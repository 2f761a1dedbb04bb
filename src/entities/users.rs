use sea_orm::entity::prelude::*;
use serde::{Deserialize, Serialize};

#[derive(Clone, Debug, PartialEq, Eq, DeriveEntityModel, Serialize, Deserialize)]
#[sea_orm(table_name = "users")]
pub struct Model {
    #[sea_orm(primary_key)]
    pub id: i32,
    pub name: String,
    #[sea_orm(unique)]
    #[serde(skip_serializing)]
    pub api_key: String,
}

#[derive(Copy, Clone, Debug, EnumIter, DeriveRelation)]
pub enum Relation {
    #[sea_orm(has_many = "super::tweets::Entity")]
    Tweets,
    #[sea_orm(has_many = "super::likes::Entity")]
    Likes,
}

impl Related<super::tweets::Entity> for Entity {
    fn to() -> RelationDef {
        Relation::Tweets.def()
    }
}

impl Related<super::likes::Entity> for Entity {
    fn to() -> RelationDef {
        Relation::Likes.def()
    }
}

impl ActiveModelBehavior for ActiveModel {}
use actix_web::{middleware::Logger, web, App, HttpServer};
use env_logger::{Builder, Env};
use log::info;

use microblog::{config::Config, db};

#[actix_web::main]
async fn main() -> std::io::Result<()> {
    Builder::from_env(Env::default().default_filter_or("info"))
        .format_timestamp_secs()
        .init();

    info!("Starting microblog backend...");
    let config = Config::from_env();
    std::fs::create_dir_all(&config.media_dir)?;

    let conn = db::connect(&config)
        .await
        .expect("Failed to connect to the database");
    db::migrate(&conn)
        .await
        .expect("Failed to apply database migrations");
    info!("Connected to the database, schema is up to date");

    let bind_addr = config.bind_addr.clone();
    let workers = config.workers;
    let conn = web::Data::new(conn);
    let app_config = web::Data::new(config);

    info!("Listening on {} with {} workers", bind_addr, workers);
    HttpServer::new(move || {
        App::new()
            .wrap(Logger::default())
            .app_data(conn.clone())
            .app_data(app_config.clone())
            .configure(|cfg| microblog::configure(cfg, &app_config))
    })
    .workers(workers)
    .bind(bind_addr)?
    .run()
    .await
}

# # #

Try it
All lines from the one that holds "async fn main()" through the end of the material, both ends included, should be restated exactly.

Exercise response
async fn main() -> std::io::Result<()> {
    Builder::from_env(Env::default().default_filter_or("info"))
        .format_timestamp_secs()
        .init();

    info!("Starting microblog backend...");
    let config = Config::from_env();
    std::fs::create_dir_all(&config.media_dir)?;

    let conn = db::connect(&config)
        .await
        .expect("Failed to connect to the database");
    db::migrate(&conn)
        .await
        .expect("Failed to apply database migrations");
    info!("Connected to the database, schema is up to date");

    let bind_addr = config.bind_addr.clone();
    let workers = config.workers;
    let conn = web::Data::new(conn);
    let app_config = web::Data::new(config);

    info!("Listening on {} with {} workers", bind_addr, workers);
    HttpServer::new(move || {
        App::new()
            .wrap(Logger::default())
            .app_data(conn.clone())
            .app_data(app_config.clone())
            .configure(|cfg| microblog::configure(cfg, &app_config))
    })
    .workers(workers)
    .bind(bind_addr)?
    .run()
    .await
}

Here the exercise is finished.